Having sat for a few minutes the pains passed, I got up and went to the toilet were I sat and cried. The pain soon returned and the blood started to gush out as it had done before, with every flush I knew that I was flushing away my dream, my baby and a part of my life I would never get back. After about 25 minutes the bleeding had stopped, the pains had eased and looking down into the toilet I knew it was all over. There was our baby, our tiny tiny baby that we had watched two weeks previous happily developing with its heart beating away. There in the toilet was the most heartbreaking sight and in that heartbreaking moment all I could do was lie on the floor and cry.
Nothing prepares you for that moment. Nothing can be said to ease the pain, there are no 'well at leasts' no 'everything happens for a reasons' that moment is pure pain and nothing will ever make that moment go away. Forever my heart will feel heavy, my mind will feel beaten and my soul will feel bruised. Absolutely nothing will make that moment even the tiniest bit OK.
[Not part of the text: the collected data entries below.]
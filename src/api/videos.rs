//! Proxy handlers for the video and comment endpoints. Each one follows the
//! same template: validate input, ensure a fresh access token, pre-check
//! resource existence where the operation needs one, call YouTube, write an
//! activity log entry, respond with the platform payload.

use std::sync::Arc;

use axum::extract::{Path, State};
use axum::Json;
use serde::Deserialize;
use serde_json::{json, Value};

use crate::activity;
use crate::errors::{ApiError, ApiJson};
use crate::youtube::YtError;
use crate::AppState;

/// Upper bound on comment/reply text, counted in Unicode scalar values.
/// Exactly this many characters is accepted.
pub const MAX_COMMENT_CHARS: usize = 10_000;

#[derive(Deserialize)]
pub struct UpdateVideoRequest {
    pub title: Option<String>,
    pub description: Option<String>,
}

#[derive(Deserialize)]
pub struct CommentRequest {
    #[serde(default)]
    pub text: String,
}

/// Reject empty-after-trim and over-length comment text before any token or
/// platform work happens.
pub fn validate_comment_text(text: &str) -> Result<(), ApiError> {
    if text.trim().is_empty() {
        return Err(ApiError::InvalidInput("text must not be empty".into()));
    }
    if text.chars().count() > MAX_COMMENT_CHARS {
        return Err(ApiError::InvalidInput(format!(
            "text must be at most {} characters",
            MAX_COMMENT_CHARS
        )));
    }
    Ok(())
}

/// Classify an upstream failure, log it, and hand back the mapped error.
fn upstream_failure(state: &Arc<AppState>, action: &'static str, e: YtError) -> ApiError {
    let api: ApiError = e.into();
    tracing::warn!(action, "upstream call failed: {}", api);
    activity::record_error(state.store.clone(), action, &api.to_string());
    api
}

fn not_found(state: &Arc<AppState>, action: &'static str, message: String) -> ApiError {
    activity::record_error(state.store.clone(), action, &message);
    ApiError::NotFound(message)
}

async fn require_token(state: &Arc<AppState>) -> Result<String, ApiError> {
    state
        .tokens
        .ensure_valid()
        .await
        .ok_or(ApiError::AuthRequired)
}

/// GET /api/video/:id — snippet + statistics for one video.
pub async fn get_video(
    State(state): State<Arc<AppState>>,
    Path(id): Path<String>,
) -> Result<Json<Value>, ApiError> {
    let token = require_token(&state).await?;

    let video = state
        .youtube
        .get_video(&token, &id)
        .await
        .map_err(|e| upstream_failure(&state, "FETCH_VIDEO", e))?
        .ok_or_else(|| not_found(&state, "FETCH_VIDEO", format!("video {} not found", id)))?;

    activity::record(state.store.clone(), "FETCH_VIDEO", json!({ "videoId": id }));
    Ok(Json(video))
}

/// PUT /api/video/:id — update title and/or description. YouTube requires
/// the full snippet on update, so the current one is fetched and patched.
pub async fn update_video(
    State(state): State<Arc<AppState>>,
    Path(id): Path<String>,
    ApiJson(payload): ApiJson<UpdateVideoRequest>,
) -> Result<Json<Value>, ApiError> {
    if payload.title.is_none() && payload.description.is_none() {
        return Err(ApiError::InvalidInput(
            "at least one of title or description is required".into(),
        ));
    }
    if let Some(title) = &payload.title {
        if title.trim().is_empty() {
            return Err(ApiError::InvalidInput("title must not be empty".into()));
        }
    }

    let token = require_token(&state).await?;

    let video = state
        .youtube
        .get_video(&token, &id)
        .await
        .map_err(|e| upstream_failure(&state, "UPDATE_VIDEO", e))?
        .ok_or_else(|| not_found(&state, "UPDATE_VIDEO", format!("video {} not found", id)))?;

    // Merge the requested fields into the existing snippet, keeping
    // categoryId and everything else the API insists on.
    let mut snippet = video.get("snippet").cloned().unwrap_or_else(|| json!({}));
    if let Some(title) = &payload.title {
        snippet["title"] = json!(title);
    }
    if let Some(description) = &payload.description {
        snippet["description"] = json!(description);
    }

    let updated = state
        .youtube
        .update_video(&token, &id, snippet)
        .await
        .map_err(|e| upstream_failure(&state, "UPDATE_VIDEO", e))?;

    activity::record(
        state.store.clone(),
        "UPDATE_VIDEO",
        json!({
            "videoId": id,
            "title": payload.title,
            "description": payload.description,
        }),
    );
    Ok(Json(updated))
}

/// POST /api/video/:id/comment — add a top-level comment.
pub async fn add_comment(
    State(state): State<Arc<AppState>>,
    Path(id): Path<String>,
    ApiJson(payload): ApiJson<CommentRequest>,
) -> Result<Json<Value>, ApiError> {
    validate_comment_text(&payload.text)?;
    let token = require_token(&state).await?;

    state
        .youtube
        .get_video(&token, &id)
        .await
        .map_err(|e| upstream_failure(&state, "ADD_COMMENT", e))?
        .ok_or_else(|| not_found(&state, "ADD_COMMENT", format!("video {} not found", id)))?;

    let thread = state
        .youtube
        .insert_comment(&token, &id, &payload.text)
        .await
        .map_err(|e| upstream_failure(&state, "ADD_COMMENT", e))?;

    activity::record(
        state.store.clone(),
        "ADD_COMMENT",
        json!({ "videoId": id, "text": payload.text }),
    );
    Ok(Json(thread))
}

/// POST /api/comment/:id/reply — reply to an existing comment.
pub async fn reply_comment(
    State(state): State<Arc<AppState>>,
    Path(id): Path<String>,
    ApiJson(payload): ApiJson<CommentRequest>,
) -> Result<Json<Value>, ApiError> {
    validate_comment_text(&payload.text)?;
    let token = require_token(&state).await?;

    state
        .youtube
        .get_comment(&token, &id)
        .await
        .map_err(|e| upstream_failure(&state, "REPLY_COMMENT", e))?
        .ok_or_else(|| not_found(&state, "REPLY_COMMENT", format!("comment {} not found", id)))?;

    let reply = state
        .youtube
        .insert_reply(&token, &id, &payload.text)
        .await
        .map_err(|e| upstream_failure(&state, "REPLY_COMMENT", e))?;

    activity::record(
        state.store.clone(),
        "REPLY_COMMENT",
        json!({ "commentId": id, "text": payload.text }),
    );
    Ok(Json(reply))
}

/// DELETE /api/comment/:id — the existence pre-check makes a repeat delete
/// a 404 rather than a silent 200.
pub async fn delete_comment(
    State(state): State<Arc<AppState>>,
    Path(id): Path<String>,
) -> Result<Json<Value>, ApiError> {
    let token = require_token(&state).await?;

    state
        .youtube
        .get_comment(&token, &id)
        .await
        .map_err(|e| upstream_failure(&state, "DELETE_COMMENT", e))?
        .ok_or_else(|| not_found(&state, "DELETE_COMMENT", format!("comment {} not found", id)))?;

    state
        .youtube
        .delete_comment(&token, &id)
        .await
        .map_err(|e| upstream_failure(&state, "DELETE_COMMENT", e))?;

    activity::record(
        state.store.clone(),
        "DELETE_COMMENT",
        json!({ "commentId": id }),
    );
    Ok(Json(json!({ "message": "comment deleted" })))
}

#[cfg(test)]
mod tests {
    use super::*;

    #[test]
    fn empty_and_whitespace_text_rejected() {
        assert!(validate_comment_text("").is_err());
        assert!(validate_comment_text("   \t\n").is_err());
        assert!(validate_comment_text("ok").is_ok());
    }

    #[test]
    fn length_boundary_is_inclusive() {
        let exactly = "a".repeat(MAX_COMMENT_CHARS);
        assert!(validate_comment_text(&exactly).is_ok());

        let over = "a".repeat(MAX_COMMENT_CHARS + 1);
        assert!(validate_comment_text(&over).is_err());
    }

    #[test]
    fn length_is_counted_in_chars_not_bytes() {
        // 10,000 three-byte characters is still exactly 10,000 characters.
        let exactly = "語".repeat(MAX_COMMENT_CHARS);
        assert!(validate_comment_text(&exactly).is_ok());
    }
}
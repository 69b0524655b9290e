pub mod manager;
pub mod oauth;
pub mod routes;

pub use manager::TokenManager;
pub use oauth::OauthClient;
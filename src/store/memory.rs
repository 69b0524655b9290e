//! In-memory store. Used by the test suite and by database-less local runs;
//! mirrors the Postgres implementation's query semantics.

use async_trait::async_trait;
use chrono::Utc;
use serde_json::Value;
use tokio::sync::RwLock;
use uuid::Uuid;

use super::{LogEntry, NewNote, Note, Store};

#[derive(Default)]
pub struct MemStore {
    notes: RwLock<Vec<Note>>,
    logs: RwLock<Vec<LogEntry>>,
}

impl MemStore {
    pub fn new() -> Self {
        Self::default()
    }
}

#[async_trait]
impl Store for MemStore {
    async fn insert_note(&self, note: NewNote) -> anyhow::Result<Note> {
        let now = Utc::now();
        let row = Note {
            id: Uuid::new_v4(),
            video_id: note.video_id,
            text: note.text,
            tags: note.tags,
            created_at: now,
            updated_at: now,
        };
        self.notes.write().await.push(row.clone());
        Ok(row)
    }

    async fn list_notes(&self, query: Option<&str>) -> anyhow::Result<Vec<Note>> {
        let notes = self.notes.read().await;
        Ok(match query {
            Some(q) => {
                let needle = q.to_lowercase();
                notes
                    .iter()
                    .filter(|n| n.text.to_lowercase().contains(&needle))
                    .cloned()
                    .collect()
            }
            None => notes.clone(),
        })
    }

    async fn insert_log(&self, action: &str, details: Value) -> anyhow::Result<LogEntry> {
        let row = LogEntry {
            id: Uuid::new_v4(),
            action: action.to_string(),
            details,
            created_at: Utc::now(),
        };
        self.logs.write().await.push(row.clone());
        Ok(row)
    }

    async fn list_logs(&self) -> anyhow::Result<Vec<LogEntry>> {
        let logs = self.logs.read().await;
        // Appended in time order; newest-first is the reverse. Ties on the
        // clock keep insertion order, same as the Postgres btree scan.
        Ok(logs.iter().rev().cloned().collect())
    }
}
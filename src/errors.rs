use axum::async_trait;
use axum::extract::rejection::JsonRejection;
use axum::extract::{FromRequest, Request};
use axum::http::StatusCode;
use axum::response::{IntoResponse, Response};
use axum::Json;
use serde_json::{json, Value};
use thiserror::Error;

/// Error taxonomy for the REST surface. Every handler failure is mapped
/// into one of these before it leaves the process.
#[derive(Debug, Error)]
pub enum ApiError {
    #[error("{0}")]
    InvalidInput(String),

    #[error("authentication required")]
    AuthRequired,

    #[error("{0}")]
    NotFound(String),

    #[error("{0}")]
    Forbidden(String),

    #[error("upstream error: {0}")]
    Upstream(String),

    #[error("internal error: {0}")]
    Internal(#[from] anyhow::Error),
}

impl ApiError {
    /// Wire-level error code, stable across releases.
    pub fn code(&self) -> &'static str {
        match self {
            ApiError::InvalidInput(_) => "INVALID_INPUT",
            ApiError::AuthRequired => "AUTH_REQUIRED",
            ApiError::NotFound(_) => "NOT_FOUND",
            ApiError::Forbidden(_) => "FORBIDDEN",
            ApiError::Upstream(_) => "UPSTREAM_ERROR",
            ApiError::Internal(_) => "INTERNAL_ERROR",
        }
    }

    pub fn status(&self) -> StatusCode {
        match self {
            ApiError::InvalidInput(_) => StatusCode::BAD_REQUEST,
            ApiError::AuthRequired => StatusCode::UNAUTHORIZED,
            ApiError::NotFound(_) => StatusCode::NOT_FOUND,
            ApiError::Forbidden(_) => StatusCode::FORBIDDEN,
            ApiError::Upstream(_) | ApiError::Internal(_) => {
                StatusCode::INTERNAL_SERVER_ERROR
            }
        }
    }
}

impl IntoResponse for ApiError {
    fn into_response(self) -> Response {
        let (message, details): (String, Value) = match &self {
            ApiError::InvalidInput(msg) => (msg.clone(), Value::Null),
            ApiError::AuthRequired => (
                "access token missing or refresh failed; re-authenticate via /login".into(),
                Value::Null,
            ),
            ApiError::NotFound(msg) => (msg.clone(), Value::Null),
            ApiError::Forbidden(msg) => (msg.clone(), Value::Null),
            ApiError::Upstream(msg) => ("upstream request failed".into(), json!(msg)),
            ApiError::Internal(e) => {
                tracing::error!("internal error: {}", e);
                ("internal server error".into(), Value::Null)
            }
        };

        let body = Json(json!({
            "error": self.code(),
            "message": message,
            "details": details,
        }));

        (self.status(), body).into_response()
    }
}

/// JSON body extractor that keeps parse failures inside the error taxonomy.
/// axum's stock `Json` rejection is a plain-text response; this maps it to
/// an `INVALID_INPUT` body like every other client error.
pub struct ApiJson<T>(pub T);

#[async_trait]
impl<S, T> FromRequest<S> for ApiJson<T>
where
    Json<T>: FromRequest<S, Rejection = JsonRejection>,
    S: Send + Sync,
{
    type Rejection = ApiError;

    async fn from_request(req: Request, state: &S) -> Result<Self, Self::Rejection> {
        match Json::<T>::from_request(req, state).await {
            Ok(Json(value)) => Ok(ApiJson(value)),
            Err(rejection) => Err(ApiError::InvalidInput(rejection.body_text())),
        }
    }
}

#[cfg(test)]
mod tests {
    use super::*;

    #[test]
    fn codes_map_to_expected_statuses() {
        assert_eq!(
            ApiError::InvalidInput("x".into()).status(),
            StatusCode::BAD_REQUEST
        );
        assert_eq!(ApiError::AuthRequired.status(), StatusCode::UNAUTHORIZED);
        assert_eq!(
            ApiError::NotFound("x".into()).status(),
            StatusCode::NOT_FOUND
        );
        assert_eq!(
            ApiError::Forbidden("x".into()).status(),
            StatusCode::FORBIDDEN
        );
        assert_eq!(
            ApiError::Upstream("x".into()).status(),
            StatusCode::INTERNAL_SERVER_ERROR
        );
    }

    #[test]
    fn internal_errors_share_one_wire_code() {
        assert_eq!(
            ApiError::Internal(anyhow::anyhow!("boom")).code(),
            "INTERNAL_ERROR"
        );
    }
}
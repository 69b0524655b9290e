use serde::Deserialize;

const GOOGLE_AUTH_URL: &str = "https://accounts.google.com/o/oauth2/v2/auth";
const GOOGLE_TOKEN_URL: &str = "https://oauth2.googleapis.com/token";
const YOUTUBE_API_BASE: &str = "https://www.googleapis.com/youtube/v3";

#[derive(Debug, Deserialize)]
pub struct Config {
    pub port: u16,
    pub database_url: String,
    pub client_id: String,
    pub client_secret: String,
    pub redirect_uri: String,
    /// Long-lived refresh token supplied out of band. Without it the process
    /// starts unauthenticated and needs a pass through /login.
    pub refresh_token: Option<String>,
    /// Where /oauth2callback sends the browser after a successful exchange.
    pub dashboard_url: String,
    /// Overridable so tests can point at a local mock provider.
    pub oauth_auth_url: String,
    pub oauth_token_url: String,
    pub youtube_api_base: String,
}

pub fn load() -> anyhow::Result<Config> {
    dotenvy::dotenv().ok();

    let client_secret =
        std::env::var("GOOGLE_CLIENT_SECRET").unwrap_or_else(|_| "CHANGE_ME".into());

    if client_secret == "CHANGE_ME" {
        let env_mode = std::env::var("TUBEGATE_ENV")
            .or_else(|_| std::env::var("RUST_ENV"))
            .unwrap_or_default();
        if env_mode == "production" {
            anyhow::bail!(
                "GOOGLE_CLIENT_SECRET is still the insecure placeholder. \
                 Set real OAuth client credentials before running in production."
            );
        }
        eprintln!("⚠️  GOOGLE_CLIENT_SECRET is not set — OAuth flows will fail until it is.");
    }

    Ok(Config {
        port: std::env::var("TUBEGATE_PORT")
            .unwrap_or_else(|_| "3000".into())
            .parse()
            .unwrap_or(3000),
        database_url: std::env::var("DATABASE_URL")
            .unwrap_or_else(|_| "postgres://localhost/tubegate".into()),
        client_id: std::env::var("GOOGLE_CLIENT_ID").unwrap_or_default(),
        client_secret,
        redirect_uri: std::env::var("GOOGLE_REDIRECT_URI")
            .unwrap_or_else(|_| "http://localhost:3000/oauth2callback".into()),
        refresh_token: std::env::var("GOOGLE_REFRESH_TOKEN")
            .ok()
            .filter(|t| !t.is_empty()),
        dashboard_url: std::env::var("DASHBOARD_URL")
            .unwrap_or_else(|_| "http://localhost:3000/".into()),
        oauth_auth_url: std::env::var("GOOGLE_OAUTH_AUTH_URL")
            .unwrap_or_else(|_| GOOGLE_AUTH_URL.into()),
        oauth_token_url: std::env::var("GOOGLE_OAUTH_TOKEN_URL")
            .unwrap_or_else(|_| GOOGLE_TOKEN_URL.into()),
        youtube_api_base: std::env::var("YOUTUBE_API_BASE")
            .unwrap_or_else(|_| YOUTUBE_API_BASE.into()),
    })
}
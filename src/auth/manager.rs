//! Token lifecycle. A single mutex-guarded cell holds the current access
//! token, its expiry, and the refresh token; every outbound platform call
//! goes through `ensure_valid` first.

use chrono::{DateTime, Duration, Utc};
use tokio::sync::Mutex;

use crate::auth::oauth::{OauthClient, TokenResponse};

/// In-memory token state. The refresh token is set at startup (or by the
/// OAuth callback) and never cleared by this process; access token and
/// expiry are derived and replaceable. Nothing here is persisted, so a
/// restart without GOOGLE_REFRESH_TOKEN requires a new pass through /login.
#[derive(Debug, Default)]
struct TokenState {
    access_token: Option<String>,
    expiry: Option<DateTime<Utc>>,
    refresh_token: Option<String>,
}

impl TokenState {
    /// A token with no recorded expiry counts as valid until a call against
    /// it fails; expiry exactly at `now` counts as expired.
    fn usable_at(&self, now: DateTime<Utc>) -> bool {
        match (&self.access_token, self.expiry) {
            (None, _) => false,
            (Some(_), None) => true,
            (Some(_), Some(exp)) => now < exp,
        }
    }
}

pub struct TokenManager {
    oauth: OauthClient,
    state: Mutex<TokenState>,
}

impl TokenManager {
    pub fn new(oauth: OauthClient, refresh_token: Option<String>) -> Self {
        Self {
            oauth,
            state: Mutex::new(TokenState {
                refresh_token,
                ..TokenState::default()
            }),
        }
    }

    /// Returns a non-expired access token, refreshing lazily if the current
    /// one is absent or stale. Returns `None` when no usable token can be
    /// produced; callers surface that as 401 and must not touch the platform.
    ///
    /// The lock is held across the check and the refresh, so concurrent
    /// requests that both observe an expired token serialize here and the
    /// second one picks up the first one's refreshed token.
    pub async fn ensure_valid(&self) -> Option<String> {
        let mut state = self.state.lock().await;
        if state.usable_at(Utc::now()) {
            return state.access_token.clone();
        }
        if self.refresh_locked(&mut state).await {
            state.access_token.clone()
        } else {
            None
        }
    }

    /// Store tokens obtained by the OAuth callback exchange. A refresh token
    /// in the response replaces the configured one.
    pub async fn install(&self, tokens: TokenResponse) {
        let mut state = self.state.lock().await;
        state.access_token = Some(tokens.access_token);
        state.expiry = tokens.expires_in.map(|s| Utc::now() + Duration::seconds(s));
        if let Some(rt) = tokens.refresh_token {
            state.refresh_token = Some(rt);
        }
    }

    pub async fn has_refresh_token(&self) -> bool {
        self.state.lock().await.refresh_token.is_some()
    }

    /// Exchange the refresh token for a new access token. On failure the
    /// state is left unchanged (any stale token remains, presumptively
    /// unusable) and the next request retries; there is no backoff.
    async fn refresh_locked(&self, state: &mut TokenState) -> bool {
        let Some(refresh_token) = state.refresh_token.clone() else {
            tracing::warn!("token refresh skipped: no refresh token configured");
            return false;
        };

        match self.oauth.refresh(&refresh_token).await {
            Ok(tokens) => {
                state.expiry = tokens.expires_in.map(|s| Utc::now() + Duration::seconds(s));
                state.access_token = Some(tokens.access_token);
                tracing::info!("access token refreshed, expiry {:?}", state.expiry);
                true
            }
            Err(e) => {
                tracing::warn!("token refresh failed: {}", e);
                false
            }
        }
    }

    /// Test hook: seed an access token and expiry directly.
    #[doc(hidden)]
    pub async fn seed(&self, access_token: &str, expiry: Option<DateTime<Utc>>) {
        let mut state = self.state.lock().await;
        state.access_token = Some(access_token.to_string());
        state.expiry = expiry;
    }
}
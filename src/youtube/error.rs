//! Classification of YouTube Data API failures into the local taxonomy.
//!
//! The primary signal is the structured `error.errors[].reason` field of the
//! Google error envelope; HTTP status and message substrings are fallbacks
//! for responses that carry no usable reason.

use serde::Deserialize;
use thiserror::Error;

use crate::errors::ApiError;

#[derive(Debug, Error)]
pub enum YtError {
    #[error("resource not found")]
    NotFound,

    #[error("comments are disabled for this video")]
    CommentsDisabled,

    #[error("forbidden: {0}")]
    Forbidden(String),

    #[error("quota exceeded")]
    QuotaExceeded,

    #[error("authentication rejected by upstream")]
    AuthRejected,

    #[error("invalid request: {0}")]
    Invalid(String),

    #[error("transport error: {0}")]
    Transport(#[from] reqwest::Error),

    #[error("upstream returned {status}: {message}")]
    Unexpected { status: u16, message: String },
}

impl From<YtError> for ApiError {
    fn from(e: YtError) -> Self {
        match e {
            YtError::NotFound => ApiError::NotFound("resource not found on YouTube".into()),
            YtError::CommentsDisabled => {
                ApiError::InvalidInput("comments are disabled for this video".into())
            }
            YtError::Forbidden(msg) => ApiError::Forbidden(msg),
            YtError::QuotaExceeded => ApiError::Forbidden("YouTube API quota exceeded".into()),
            YtError::AuthRejected => ApiError::AuthRequired,
            YtError::Invalid(msg) => ApiError::InvalidInput(msg),
            YtError::Transport(e) => ApiError::Upstream(e.to_string()),
            YtError::Unexpected { status, message } => {
                ApiError::Upstream(format!("status {}: {}", status, message))
            }
        }
    }
}

/// Google API error envelope (the subset we read).
#[derive(Debug, Deserialize)]
pub struct ErrorEnvelope {
    pub error: ErrorBody,
}

#[derive(Debug, Deserialize)]
pub struct ErrorBody {
    #[serde(default)]
    pub code: u16,
    #[serde(default)]
    pub message: String,
    #[serde(default)]
    pub errors: Vec<ErrorItem>,
}

#[derive(Debug, Deserialize)]
pub struct ErrorItem {
    #[serde(default)]
    pub reason: String,
    #[serde(default)]
    pub message: String,
}

/// Map an upstream failure response to a `YtError`.
pub fn classify(status: u16, body: &str) -> YtError {
    if let Ok(envelope) = serde_json::from_str::<ErrorEnvelope>(body) {
        let message = envelope.error.message.clone();

        for item in &envelope.error.errors {
            match item.reason.as_str() {
                "videoNotFound" | "commentNotFound" | "notFound" | "commentThreadNotFound" => {
                    return YtError::NotFound
                }
                "commentsDisabled" => return YtError::CommentsDisabled,
                "quotaExceeded" | "dailyLimitExceeded" | "rateLimitExceeded" => {
                    return YtError::QuotaExceeded
                }
                "forbidden" | "insufficientPermissions" => {
                    return YtError::Forbidden(non_empty(&message, "forbidden by YouTube"))
                }
                "authError" | "unauthorized" | "expired" | "required" => {
                    return YtError::AuthRejected
                }
                _ => {}
            }
        }

        return classify_by_status(status, &message);
    }

    classify_by_status(status, body)
}

/// Fallback for bodies with no recognizable reason: the HTTP status drives
/// the mapping, with message substrings as a last resort for Google's
/// 400-with-a-not-found-message responses.
fn classify_by_status(status: u16, message: &str) -> YtError {
    let lower = message.to_lowercase();
    match status {
        400 => {
            if lower.contains("disabled comments") || lower.contains("comments disabled") {
                YtError::CommentsDisabled
            } else if lower.contains("not found") || lower.contains("videonotfound") {
                YtError::NotFound
            } else if lower.contains("forbidden") {
                YtError::Forbidden(non_empty(message, "forbidden by YouTube"))
            } else {
                YtError::Invalid(non_empty(message, "invalid request"))
            }
        }
        401 => YtError::AuthRejected,
        403 => {
            if lower.contains("quota") {
                YtError::QuotaExceeded
            } else {
                YtError::Forbidden(non_empty(message, "forbidden by YouTube"))
            }
        }
        404 => YtError::NotFound,
        _ => YtError::Unexpected {
            status,
            message: non_empty(message, "unknown upstream failure"),
        },
    }
}

fn non_empty(message: &str, fallback: &str) -> String {
    let trimmed = message.trim();
    if trimmed.is_empty() {
        fallback.to_string()
    } else {
        trimmed.to_string()
    }
}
The following day we went in for another scan, I explained to the nurse what had happened and all of our concerns. I was sent in for a scan, anyone who has experienced a miscarriage will likely say the same, the sonographer was one of the most abrupt and dismissive people I have ever encountered. Maybe they have to harden off of these situations, maybe she'd been through similar or maybe she didn't understand what I was going through but as she announced 'there's nothing there, there is no baby' my world collapsed. In reality she was confirming what I already knew, what I had already seen but having it said out loud made it a lot harder to accept. With our brave faces on we thanked the staff, walked out of the hospital, went home and walked the dogs barely uttering a word to one another. We each knew that the other needed to hear something but what could we say, our world had been turned upside down and our reality had become this experience that we weren't prepared for. Our hearts were broken.
You'd think that as time went on the pain would become less but going back to that moment hurts just as much as when it happened. All those questions come flooding back and the tears still fall as freely as they did on that day. Yes we can continue to live, yes we can have a normal life and we do 'get on with it' but we will never hold that baby in our arms, we will never forget that moment and we will never stop hurting.
that experience reminds me just how not 'over it' I truly am.